23. Reproductive Isolation cont’d
Important note
Although geographic isolation often leads to reproductive isolation and the development of new species, it is not a guarantee.
It may be possible for geographically separated populations to be reunited and still interbreed and produce fertile offspring. Should this occur, no new species developed during the period of separation.

24. Reproductive Isolation cont’d
Temporal Isolation
Two species breed at different times of the day or year
Ex: skunks late spring vs late summer or flowers bloom at different times of the year
Behavioral Isolation
Signals that attract mates are very different between species
Ex: songs of birds, firefly lighting pattern, courtship dances

25. Speciation in Darwin’s Finches
What is the current hypothesis about the development of the various finch species on the Galapagos Islands?

26. Speciation in Darwin’s Finches
The steps proposed include:
Founders Arrive
Geographic Isolation
Changes in the Gene Pool
Reproductive Isolation
Ecological Competition
Continued Evolution

27. Adaptive Radiation A proposed mechanism by which different finch species may have evolved .

28. Molecular Evolution Section 17-4 What are molecular clocks?
Where do new genes come from?
How may Hox genes play a role in evolution?
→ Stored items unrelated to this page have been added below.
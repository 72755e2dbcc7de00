// Rust guideline compliant 2026-10-19

//! Threadswap CLI Application
//!
//! Command-line interface for the Threadswap clothing exchange.

use clap::Parser;
use std::path::PathBuf;
use std::process::ExitCode;
use threadswap_app::RepoContext;
use threadswap_cli::commands::{
    self, item::ItemAction, ledger::LedgerAction, swap::SwapAction, user::UserAction, Session,
};
use threadswap_cli::{create_formatter, should_use_color, OutputFormatter};
use threadswap_core::OutputFormat;
use tracing_subscriber::EnvFilter;

#[derive(Parser, Debug)]
#[command(
    name = "tsw",
    version,
    about = "Threadswap: community clothing exchange",
    long_about = "Threadswap lets members list garments, earn points when a moderator approves them, spend points on other listings, and trade items one for one. All state lives in .threadswap/store.jsonl.",
    after_help = "Examples:\n  tsw init --admin moderator\n  tsw user register alice\n  tsw --as alice item submit \"Denim jacket\" --description \"Light wash, barely worn\" --category outerwear --type jacket --size M --condition good --color blue --image jacket.jpg\n  tsw --as moderator item approve itm-3f2\n  tsw --as bob item redeem itm-3f2\n  tsw --as bob swap create itm-91c itm-3f2 --message \"Trade?\"\n  tsw doctor\n"
)]
struct Cli {
    /// Enable JSON output
    #[arg(long, global = true)]
    json: bool,

    /// Output format
    #[arg(long, value_enum, global = true)]
    format: Option<FormatArg>,

    /// Disable colored output
    #[arg(long, global = true)]
    no_color: bool,

    /// Display timestamps as absolute UTC times
    #[arg(long, global = true)]
    absolute_time: bool,

    /// Directory containing .threadswap (defaults to the current directory)
    #[arg(long, global = true)]
    root: Option<PathBuf>,

    /// Act as this user (username or user ID); falls back to THREADSWAP_USER
    #[arg(long = "as", global = true, value_name = "USER")]
    acting_as: Option<String>,

    /// Log level (error, warn, info, debug); overrides config.toml
    #[arg(long, global = true)]
    log_level: Option<String>,

    #[command(subcommand)]
    command: Option<Commands>,
}

#[derive(Debug, Clone, Copy, clap::ValueEnum)]
enum FormatArg {
    Json,
    Table,
    Plain,
}

impl From<FormatArg> for OutputFormat {
    fn from(value: FormatArg) -> Self {
        match value {
            FormatArg::Json => OutputFormat::Json,
            FormatArg::Table => OutputFormat::Table,
            FormatArg::Plain => OutputFormat::Plain,
        }
    }
}

#[derive(Debug, clap::Subcommand)]
enum Commands {
    /// Initialize a new Threadswap data directory
    Init {
        /// Create an administrator with this username
        #[arg(long)]
        admin: Option<String>,
    },

    /// Manage accounts and bonus points
    User {
        #[command(subcommand)]
        action: UserAction,
    },

    /// Submit, moderate, browse and redeem items
    Item {
        #[command(subcommand)]
        action: ItemAction,
    },

    /// Propose and settle one-for-one swaps
    Swap {
        #[command(subcommand)]
        action: SwapAction,
    },

    /// Inspect ledgers and refund redemptions
    Ledger {
        #[command(subcommand)]
        action: LedgerAction,
    },

    /// Show your statistics
    Stats {
        /// Show platform-wide totals instead (admin only)
        #[arg(long)]
        platform: bool,
    },

    /// Audit balances, ledger entries, items and swaps
    Doctor,

    /// Run the MCP server on stdio
    Serve {
        /// Disable mutating tools
        #[arg(long)]
        read_only: bool,

        /// Write JSON logs to this file instead of stderr
        #[arg(long)]
        log_file: Option<PathBuf>,
    },
}

fn main() -> ExitCode {
    let cli = Cli::parse();

    let config = RepoContext::discover(cli.root.as_deref())
        .and_then(|repo| repo.load_config())
        .ok();

    let format = match (cli.json, cli.format) {
        (true, _) => OutputFormat::Json,
        (false, Some(format)) => format.into(),
        (false, None) => config
            .as_ref()
            .map(|config| config.output_format)
            .unwrap_or_default(),
    };
    let use_color = !cli.no_color && should_use_color();
    let formatter = create_formatter(format, use_color, cli.absolute_time);

    // The MCP server installs its own JSON subscriber.
    if !matches!(cli.command, Some(Commands::Serve { .. })) {
        let level = cli
            .log_level
            .clone()
            .or_else(|| config.as_ref().map(|config| config.log_level.clone()))
            .unwrap_or_else(|| "warn".to_string());
        init_tracing(&level);
    }

    match run(cli, formatter.as_ref()) {
        Ok(()) => ExitCode::SUCCESS,
        Err(err) => {
            let rendered = formatter.format_error(&err);
            if format == OutputFormat::Json {
                println!("{}", rendered);
            } else {
                eprintln!("{}", rendered);
            }
            ExitCode::FAILURE
        }
    }
}

fn init_tracing(level: &str) {
    let _ = tracing_subscriber::fmt()
        .with_env_filter(EnvFilter::new(level))
        .with_target(false)
        .with_writer(std::io::stderr)
        .try_init();
}

fn run(cli: Cli, formatter: &dyn OutputFormatter) -> anyhow::Result<()> {
    let Cli {
        root,
        acting_as,
        log_level,
        command,
        ..
    } = cli;
    let session = || Session::open(root.as_deref(), acting_as.clone());

    match command {
        Some(Commands::Init { admin }) => {
            let root = match &root {
                Some(root) => root.clone(),
                None => std::env::current_dir()?,
            };
            commands::init::execute(&root, admin, formatter)
        }
        Some(Commands::User { action }) => commands::user::execute(&session()?, action, formatter),
        Some(Commands::Item { action }) => commands::item::execute(&session()?, action, formatter),
        Some(Commands::Swap { action }) => commands::swap::execute(&session()?, action, formatter),
        Some(Commands::Ledger { action }) => {
            commands::ledger::execute(&session()?, action, formatter)
        }
        Some(Commands::Stats { platform }) => {
            commands::stats::execute(&session()?, platform, formatter)
        }
        Some(Commands::Doctor) => commands::doctor::execute(&session()?, formatter),
        Some(Commands::Serve {
            read_only,
            log_file,
        }) => commands::serve::execute(
            root.clone(),
            read_only,
            log_level.unwrap_or_else(|| "info".to_string()),
            log_file,
        ),
        None => {
            println!("Use --help for usage information");
            Ok(())
        }
    }
}
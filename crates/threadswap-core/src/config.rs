// Rust guideline compliant 2026-10-19

//! Configuration management for Threadswap.

use crate::{Error, Result};
use serde::{Deserialize, Serialize};
use std::path::Path;

/// Output format for command results.
#[derive(Debug, Clone, Copy, PartialEq, Eq, Serialize, Deserialize, Default)]
#[serde(rename_all = "snake_case")]
pub enum OutputFormat {
    /// JSON output format.
    Json,
    /// Human-readable table format.
    #[default]
    Table,
    /// Plain text format.
    Plain,
}

/// Configuration for Threadswap behavior.
#[derive(Debug, Clone, PartialEq, Eq, Serialize, Deserialize)]
pub struct Config {
    /// Page size for browse, favorites and personal listings.
    #[serde(default = "default_page_size")]
    pub default_page_size: usize,

    /// Largest page size a caller may request.
    #[serde(default = "default_max_page_size")]
    pub max_page_size: usize,

    /// Page size for moderation queues and the ledger.
    #[serde(default = "default_admin_page_size")]
    pub admin_page_size: usize,

    /// Default output format for commands.
    #[serde(default)]
    pub output_format: OutputFormat,

    /// Log level: error, warn, info or debug.
    #[serde(default = "default_log_level")]
    pub log_level: String,
}

fn default_page_size() -> usize {
    12
}

fn default_max_page_size() -> usize {
    50
}

fn default_admin_page_size() -> usize {
    20
}

fn default_log_level() -> String {
    "warn".to_string()
}

impl Default for Config {
    fn default() -> Self {
        Self {
            default_page_size: default_page_size(),
            max_page_size: default_max_page_size(),
            admin_page_size: default_admin_page_size(),
            output_format: OutputFormat::default(),
            log_level: default_log_level(),
        }
    }
}

impl Config {
    /// File name of the configuration inside the data directory.
    pub const FILE_NAME: &'static str = "config.toml";

    /// Loads configuration from file and environment variables.
    ///
    /// Configuration is loaded in the following order (later overrides earlier):
    /// 1. Default values
    /// 2. Configuration file at `.threadswap/config.toml`
    /// 3. Environment variables with `THREADSWAP_` prefix
    ///
    /// # Errors
    ///
    /// Returns an error if:
    /// - Configuration file exists but cannot be read
    /// - Configuration file contains invalid TOML
    /// - Configuration values fail validation
    pub fn load(data_dir: &Path) -> Result<Self> {
        let mut config = Self::default();

        let config_path = data_dir.join(Self::FILE_NAME);
        if config_path.exists() {
            let content = std::fs::read_to_string(&config_path)?;
            config = toml::from_str(&content)
                .map_err(|e| Error::InvalidArgument(format!("Invalid config file: {}", e)))?;
        }

        config.apply_env_overrides()?;
        config.validate()?;

        Ok(config)
    }

    /// Applies environment variable overrides to the configuration.
    ///
    /// Supported environment variables:
    /// - `THREADSWAP_DEFAULT_PAGE_SIZE`
    /// - `THREADSWAP_MAX_PAGE_SIZE`
    /// - `THREADSWAP_ADMIN_PAGE_SIZE`
    /// - `THREADSWAP_OUTPUT_FORMAT` - json/table/plain
    /// - `THREADSWAP_LOG_LEVEL` - error/warn/info/debug
    ///
    /// # Errors
    ///
    /// Returns an error if environment variable values are invalid.
    fn apply_env_overrides(&mut self) -> Result<()> {
        if let Some(val) = env_usize("THREADSWAP_DEFAULT_PAGE_SIZE")? {
            self.default_page_size = val;
        }

        if let Some(val) = env_usize("THREADSWAP_MAX_PAGE_SIZE")? {
            self.max_page_size = val;
        }

        if let Some(val) = env_usize("THREADSWAP_ADMIN_PAGE_SIZE")? {
            self.admin_page_size = val;
        }

        if let Ok(val) = std::env::var("THREADSWAP_OUTPUT_FORMAT") {
            self.output_format = match val.as_str() {
                "json" => OutputFormat::Json,
                "table" => OutputFormat::Table,
                "plain" => OutputFormat::Plain,
                _ => {
                    return Err(Error::InvalidArgument(
                        "THREADSWAP_OUTPUT_FORMAT must be json, table, or plain".to_string(),
                    ))
                }
            };
        }

        if let Ok(val) = std::env::var("THREADSWAP_LOG_LEVEL") {
            self.log_level = val.to_lowercase();
        }

        Ok(())
    }

    /// Validates the configuration values.
    ///
    /// # Errors
    ///
    /// Returns an error if:
    /// - A page size is zero
    /// - A default page size exceeds `max_page_size`
    /// - The log level is unknown
    fn validate(&self) -> Result<()> {
        if self.default_page_size == 0 || self.admin_page_size == 0 || self.max_page_size == 0 {
            return Err(Error::InvalidArgument(
                "Page sizes must be greater than 0".to_string(),
            ));
        }

        if self.default_page_size > self.max_page_size || self.admin_page_size > self.max_page_size
        {
            return Err(Error::InvalidArgument(format!(
                "Page sizes cannot exceed max_page_size ({})",
                self.max_page_size
            )));
        }

        if !matches!(
            self.log_level.as_str(),
            "error" | "warn" | "info" | "debug"
        ) {
            return Err(Error::InvalidArgument(format!(
                "log_level must be error, warn, info or debug, got {}",
                self.log_level
            )));
        }

        Ok(())
    }

    /// Clamps a requested page size to `1..=max_page_size`.
    #[must_use]
    pub fn clamp_page_size(&self, requested: Option<usize>, fallback: usize) -> usize {
        requested.unwrap_or(fallback).clamp(1, self.max_page_size)
    }

    /// Saves the configuration to a TOML file.
    ///
    /// # Errors
    ///
    /// Returns an error if:
    /// - The file cannot be created or written
    /// - Serialization fails
    pub fn save(&self, data_dir: &Path) -> Result<()> {
        let config_path = data_dir.join(Self::FILE_NAME);
        let content = toml::to_string_pretty(self)
            .map_err(|e| Error::InvalidArgument(format!("Failed to serialize config: {}", e)))?;
        std::fs::write(&config_path, content)?;
        Ok(())
    }
}

fn env_usize(name: &str) -> Result<Option<usize>> {
    match std::env::var(name) {
        Ok(val) => val
            .parse()
            .map(Some)
            .map_err(|_| Error::InvalidArgument(format!("{} must be a positive number", name))),
        Err(_) => Ok(None),
    }
}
29. What are molecular clocks?
Molecular clocks use mutation rates in DNA to estimate the time that two species have been evolving independently

30. What are molecular clocks?
Neutral Mutations as Ticks
Neutral mutations must be used for the clock because they are not selected for or against. They simply mark time.
The more similar the series neutral mutations, the more recently two species are thought to have shared a common ancestor
Distantly related organisms are expected to have very few similarities in their accumulated neutral mutations

31. Where do new genes come from?
One way in which new genes evolve is through the duplication and modification of existing genes
Once genes are duplicated, they may accumulate different mutations over time, thereby changing their function
Several different “gene families” are present in our genomes as a result of duplication/mutation cycles
Ex: the globin gene family (makes hemoglobin), ribosomal RNA gene family, etc.

32. How may Hox genes be involved in evolutionary change?
Hox genes are involved in the development of body plans
Ex: How many legs do you have? Where are they placed on your body? How long or short will they be?
Small changes in Hox gene activity during embryonic development can produce large differences in adult animals.